Charlie Sheen and America’s Addiction to Disease Theory

March 5, 2011

Last night’s prime-time interview with the disgraced Hollywood actor Charlie Sheen (who really needs no appositives by now) provides an excellent window into the manner in which the public health problem of substance abuse is handled in the United States. Sheen’s interrogator, a prim-and-proper Jeff Rossen of NBC, served as Sheen’s foil, masterfully feeding Sheen softball-style questions firmly grounded in the puritanical morality of America’s middle class: “Gee there Charlie, you live with two girls half your age; and wow, you’ve been known to stay up all night partying, in places like New York City for heaven’s sake, and you smoke cigarettes as well as God knows what else; and you really think you’re worth all this money, what, two million for only half an hour’s worth of work?”

Egged on by Rossen, Sheen obliged his audience with delusional, repetitive, practically autistic gibberish about “tiger blood” and “rocketships to the moon and beyond.” More to the point of this article, however, is what someone reading between the lines could discern from Rossen’s conspicuously conventional wisdom about how those battling “the disease” of addiction to alcohol or other psychoactive drugs “need AA” in order to “stop using and get sober.”

Current medical opinion in the United States runs something like this—those who are addicted to drugs have a disease requiring medical treatment, like cancer or pneumonia. Left untreated, the disease may result in death. Treatment for addiction, after the initial detoxification stage, is two pronged: first, doctors look at the underlying causes of drug-seeking behavior, such as depression (also characterized as a disease); then, due to the patient’s history of drug use and concomitant emotional problems, doctors recommend therapy, which typically takes the form of either a 12-step program like AA, or, for those who can afford it, psychotherapy faithful to 12-step principles.

The American medical establishment basically accepts these premises without a whole lot of critical evaluation. The result is that addiction treatment, fueled by insurance premiums, has become a multi-billion dollar business, a truly vested interest, right down to claims of infallibility, demonization of critics, and other forms of intellectual defensiveness. Yet even with divine intervention, the success rate of “rehab” programs is uncommendable.

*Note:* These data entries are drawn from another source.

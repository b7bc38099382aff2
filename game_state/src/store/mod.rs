//! State store - the ledger of named integer counters.
//!
//! The store is the only shared mutable world state. It is mutated through
//! [`StateStore::add`] and [`StateStore::add_batch`] and read through
//! [`StateStore::get`] and [`StateStore::check_conditions`]. Every notifying
//! mutation publishes a [`StateChanged`] event on [`StateStore::changed`].
//!
//! Methods take `&self` so a change handler can read or mutate the store
//! while a fan-out is running. A handler that calls `add` triggers a nested
//! notification that completes before the outer fan-out continues; use
//! `add_batch` when observers must not see a partially applied transaction.

mod condition;

pub use condition::*;

use serde::{Deserialize, Serialize};
use std::cell::RefCell;
use std::collections::HashMap;

use crate::signal::Signal;

/// A counter entry in the store.
#[derive(Debug, Clone, PartialEq, Eq, Serialize, Deserialize)]
pub struct NamedCounter {
    pub id: String,
    pub amount: i32,
}

impl NamedCounter {
    /// Create a new counter entry.
    pub fn new(id: impl Into<String>, amount: i32) -> Self {
        Self {
            id: id.into(),
            amount,
        }
    }
}

/// Payload of the store's change notification.
#[derive(Debug, Clone, Copy, PartialEq, Eq)]
pub struct StateChanged;

/// What an `add` call did to the ledger.
#[derive(Debug, Clone, Copy, PartialEq, Eq)]
pub enum AddOutcome {
    /// A new counter was created with the given amount.
    Created,
    /// An existing counter was incremented.
    Updated { previous: i32, current: i32 },
    /// The call was rejected and the ledger is unchanged.
    Ignored(IgnoreReason),
}

impl AddOutcome {
    /// Check whether the ledger changed.
    pub fn is_applied(&self) -> bool {
        !matches!(self, AddOutcome::Ignored(_))
    }
}

/// Why an `add` call was ignored.
#[derive(Debug, Clone, Copy, PartialEq, Eq)]
pub enum IgnoreReason {
    /// The id was empty or whitespace.
    EmptyId,
    /// Adding zero would not change anything.
    ZeroAmount,
}

/// The counter ledger with change notification.
#[derive(Debug, Default)]
pub struct StateStore {
    counters: RefCell<HashMap<String, i32>>,
    changed: Signal<StateChanged>,
}

impl StateStore {
    /// Create an empty store.
    pub fn new() -> Self {
        Self::default()
    }

    /// Create a store seeded with counters. No notification is published.
    ///
    /// Entries sharing an id accumulate the same way repeated `add` calls do.
    pub fn with_counters(counters: impl IntoIterator<Item = NamedCounter>) -> Self {
        let store = Self::new();
        for counter in counters {
            store.add_silently(&counter.id, counter.amount);
        }
        store
    }

    /// Look up a counter.
    pub fn get(&self, id: &str) -> Option<NamedCounter> {
        self.counters
            .borrow()
            .get(id)
            .map(|amount| NamedCounter::new(id, *amount))
    }

    /// Current amount of a counter, treating absent counters as 0.
    pub fn amount(&self, id: &str) -> i32 {
        self.counters.borrow().get(id).copied().unwrap_or(0)
    }

    /// Add `amount` to counter `id` and notify observers.
    pub fn add(&self, id: &str, amount: i32) -> AddOutcome {
        self.add_with_notify(id, amount, true)
    }

    /// Add `amount` to counter `id` without notifying observers.
    pub fn add_silently(&self, id: &str, amount: i32) -> AddOutcome {
        self.add_with_notify(id, amount, false)
    }

    /// Add `amount` to counter `id`, creating it on first use.
    ///
    /// Empty ids and zero amounts are ignored with a warning and never notify.
    pub fn add_with_notify(&self, id: &str, amount: i32, notify: bool) -> AddOutcome {
        if id.trim().is_empty() {
            tracing::warn!(amount, "State id is empty. Give each state an id.");
            return AddOutcome::Ignored(IgnoreReason::EmptyId);
        }

        if amount == 0 {
            tracing::warn!(id = %id, "Adding 0 to state; this will not change it");
            return AddOutcome::Ignored(IgnoreReason::ZeroAmount);
        }

        let outcome = {
            let mut counters = self.counters.borrow_mut();
            match counters.get_mut(id) {
                Some(current) => {
                    let previous = *current;
                    // Counters wrap at the i32 bounds.
                    *current = current.wrapping_add(amount);
                    AddOutcome::Updated {
                        previous,
                        current: *current,
                    }
                }
                None => {
                    counters.insert(id.to_string(), amount);
                    AddOutcome::Created
                }
            }
        };

        tracing::debug!(id = %id, amount, ?outcome, "State updated");

        if notify {
            self.changed.emit(&StateChanged);
        }

        outcome
    }

    /// Apply several additions and publish exactly one notification.
    ///
    /// An empty batch publishes nothing. A non-empty batch notifies once even
    /// if every entry was ignored.
    pub fn add_batch(&self, entries: impl IntoIterator<Item = NamedCounter>) -> Vec<AddOutcome> {
        let outcomes: Vec<_> = entries
            .into_iter()
            .map(|entry| self.add_silently(&entry.id, entry.amount))
            .collect();

        if !outcomes.is_empty() {
            self.changed.emit(&StateChanged);
        }

        outcomes
    }

    /// Check that every condition is met. Absent counters count as 0.
    pub fn check_conditions(&self, conditions: &ConditionSet) -> bool {
        let counters = self.counters.borrow();
        conditions
            .iter()
            .all(|condition| counters.get(&condition.id).copied().unwrap_or(0) >= condition.amount)
    }

    /// The change notification signal.
    pub fn changed(&self) -> &Signal<StateChanged> {
        &self.changed
    }

    /// Snapshot of all counters, sorted by id.
    pub fn counters(&self) -> Vec<NamedCounter> {
        let mut all: Vec<_> = self
            .counters
            .borrow()
            .iter()
            .map(|(id, amount)| NamedCounter::new(id.clone(), *amount))
            .collect();
        all.sort_by(|a, b| a.id.cmp(&b.id));
        all
    }

    /// Number of counters in the ledger.
    pub fn len(&self) -> usize {
        self.counters.borrow().len()
    }

    pub fn is_empty(&self) -> bool {
        self.counters.borrow().is_empty()
    }
}

#[cfg(test)]
mod tests {
    use super::*;
    use std::cell::Cell;
    use std::rc::Rc;

    fn count_notifications(store: &StateStore) -> Rc<Cell<u32>> {
        let count = Rc::new(Cell::new(0));
        let count_clone = Rc::clone(&count);
        store
            .changed()
            .subscribe(move |_| count_clone.set(count_clone.get() + 1));
        count
    }

    #[test]
    fn test_add_accumulates() {
        let store = StateStore::new();

        assert_eq!(store.add("coins", 3), AddOutcome::Created);
        assert_eq!(
            store.add("coins", 4),
            AddOutcome::Updated {
                previous: 3,
                current: 7
            }
        );
        store.add("coins", -10);

        assert_eq!(store.get("coins"), Some(NamedCounter::new("coins", -3)));
    }

    #[test]
    fn test_get_missing() {
        let store = StateStore::new();
        assert!(store.get("nothing").is_none());
        assert_eq!(store.amount("nothing"), 0);
    }

    #[test]
    fn test_add_zero_is_ignored() {
        let store = StateStore::new();
        let notifications = count_notifications(&store);

        assert_eq!(
            store.add("coins", 0),
            AddOutcome::Ignored(IgnoreReason::ZeroAmount)
        );
        assert!(store.get("coins").is_none());

        store.add("coins", 2);
        store.add("coins", 0);
        assert_eq!(store.amount("coins"), 2);
        assert_eq!(notifications.get(), 1);
    }

    #[test]
    fn test_add_empty_id_is_ignored() {
        let store = StateStore::new();
        let notifications = count_notifications(&store);

        assert_eq!(store.add("", 1), AddOutcome::Ignored(IgnoreReason::EmptyId));
        assert_eq!(
            store.add("   ", 1),
            AddOutcome::Ignored(IgnoreReason::EmptyId)
        );
        assert!(store.is_empty());
        assert_eq!(notifications.get(), 0);
    }

    #[test]
    fn test_add_notifies_once_per_call() {
        let store = StateStore::new();
        let notifications = count_notifications(&store);

        store.add("a", 1);
        store.add("a", 1);
        store.add_silently("a", 1);

        assert_eq!(notifications.get(), 2);
        assert_eq!(store.amount("a"), 3);
    }

    #[test]
    fn test_add_batch_notifies_once() {
        let store = StateStore::new();
        let notifications = count_notifications(&store);

        let outcomes = store.add_batch(vec![
            NamedCounter::new("a", 1),
            NamedCounter::new("b", 2),
            NamedCounter::new("a", 5),
        ]);

        assert_eq!(outcomes.len(), 3);
        assert_eq!(notifications.get(), 1);
        assert_eq!(store.amount("a"), 6);
        assert_eq!(store.amount("b"), 2);
    }

    #[test]
    fn test_empty_batch_does_not_notify() {
        let store = StateStore::new();
        let notifications = count_notifications(&store);

        store.add_batch(Vec::new());
        assert_eq!(notifications.get(), 0);
    }

    #[test]
    fn test_batch_observers_see_final_state() {
        let store = Rc::new(StateStore::new());
        let seen = Rc::new(RefCell::new(Vec::new()));

        let store_clone = Rc::clone(&store);
        let seen_clone = Rc::clone(&seen);
        store.changed().subscribe(move |_| {
            seen_clone
                .borrow_mut()
                .push((store_clone.amount("a"), store_clone.amount("b")));
        });

        store.add_batch(vec![NamedCounter::new("a", 1), NamedCounter::new("b", 1)]);

        assert_eq!(*seen.borrow(), vec![(1, 1)]);
    }

    #[test]
    fn test_check_conditions() {
        let store = StateStore::new();
        store.add("key", 1);
        store.add("coins", 5);

        assert!(store.check_conditions(&ConditionSet::new()));
        assert!(store.check_conditions(&ConditionSet::new().with("key", 1)));
        assert!(store.check_conditions(&ConditionSet::new().with("key", 1).with("coins", 5)));
        assert!(!store.check_conditions(&ConditionSet::new().with("coins", 6)));
        assert!(!store.check_conditions(&ConditionSet::new().with("missing", 1)));
        assert!(store.check_conditions(&ConditionSet::new().with("missing", 0)));
        assert!(store.check_conditions(&ConditionSet::new().with("missing", -1)));
    }

    #[test]
    fn test_reentrant_add_from_handler() {
        let store = Rc::new(StateStore::new());
        let notifications = count_notifications(&store);

        let store_clone = Rc::clone(&store);
        store.changed().subscribe(move |_| {
            if store_clone.amount("trigger") == 1 && store_clone.get("reward").is_none() {
                store_clone.add("reward", 1);
            }
        });

        store.add("trigger", 1);

        assert_eq!(store.amount("reward"), 1);
        assert_eq!(notifications.get(), 2);
    }

    #[test]
    fn test_with_counters_seeds_silently() {
        let store = StateStore::with_counters(vec![
            NamedCounter::new("met_guard", 1),
            NamedCounter::new("coins", 3),
            NamedCounter::new("coins", 2),
        ]);

        assert_eq!(store.amount("coins"), 5);
        assert_eq!(
            store.counters(),
            vec![NamedCounter::new("coins", 5), NamedCounter::new("met_guard", 1)]
        );
    }

    #[test]
    fn test_add_wraps_at_bounds() {
        let store = StateStore::new();
        store.add("big", i32::MAX);

        assert_eq!(
            store.add("big", 1),
            AddOutcome::Updated {
                previous: i32::MAX,
                current: i32::MIN,
            }
        );
        assert_eq!(store.amount("big"), i32::MIN);
    }
}
//! # Narrative Core
//!
//! The dialogue side of the reactive narrative system. This crate drives a
//! branching-story runtime line by line, turns raw lines into structured
//! dialogue for the presentation layer, and bridges the script to the
//! `game_state` ledger.
//!
//! ## Core Components
//!
//! - **dialogue**: the session state machine, line parsing, and the external function bridge
//! - **runtime**: the trait the story interpreter is driven through
//! - **events**: process-wide dialogue opened/closed and narrative signals
//! - **mode**: play/dialogue mode tracking for input gating
//! - **interaction**: interaction chains that start dialogues or change state
//! - **config**: TOML configuration for dialogue, initial state, reactors, and interactables
//! - **testing**: an in-memory story runtime and a recording presenter
//!
//! ## Design Philosophy
//!
//! - **Injected**: the state store and event hub are constructed once and passed in
//! - **Event-Driven**: the engine reacts to continue/choice input and never blocks
//! - **Forgiving**: authoring mistakes degrade to a best-effort line plus a warning

pub mod config;
pub mod dialogue;
pub mod error;
pub mod events;
pub mod interaction;
pub mod mode;
pub mod runtime;
pub mod testing;

pub use config::*;
pub use dialogue::*;
pub use error::*;
pub use events::*;
pub use interaction::*;
pub use mode::*;
pub use runtime::*;
//! Error taxonomy for the DRBG: `INVALID_ARGUMENT`, `OUT_OF_MEMORY`,
//! `GENERAL_FAILURE`, and `SELFTEST_FAILED`. Success is plain `Result::Ok`.
//!
//! No variant carries secret material, only static descriptions, so error
//! values are always safe to log or display.

use thiserror::Error;

/// Error conditions reported by DRBG operations.
///
/// `Ok` is represented by `Result::Ok` throughout this crate; this enum only
/// covers the failure taxonomy.
#[derive(Clone, Copy, Debug, Eq, PartialEq, Error)]
pub enum DrbgError {
    /// A null buffer, a zero length where non-zero is required, a length
    /// exceeding an SP 800-90A cap, or an unknown flag combination.
    #[error("invalid argument: {0}")]
    InvalidArgument(&'static str),
    /// Secure-memory allocation failed.
    #[error("out of memory")]
    OutOfMemory,
    /// The entropy source or an underlying primitive reported a fatal
    /// error.
    #[error("general failure: {0}")]
    GeneralFailure(&'static str),
    /// A known-answer vector or sanity check did not match during
    /// self-test.
    #[error("self-test failed: {0}")]
    SelfTestFailed(&'static str),
}

/// Result alias used throughout the crate.
pub type DrbgResult<T> = Result<T, DrbgError>;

In light of the intellectual incoherence of the disease theory of addiction, perhaps that should not surprise anyone.

The American philosophy of addiction treatment (which I call “disease theory”) is an admixture of evangelical Protestantism and Freudian psychoanalysis, which generally reflects the northern European roots of American thought. Heavy on determinism,  disease theory is attractive because it absolves the patient of all moral culpability while holding out the promise of immediate redemption. If one is born predisposed to be an addict (or depressed, or a murderer), it is hardly his fault when he turns out that way. Such people are not to be judged, but to be treated with compassion. After all, God loves a sinner who has seen the light.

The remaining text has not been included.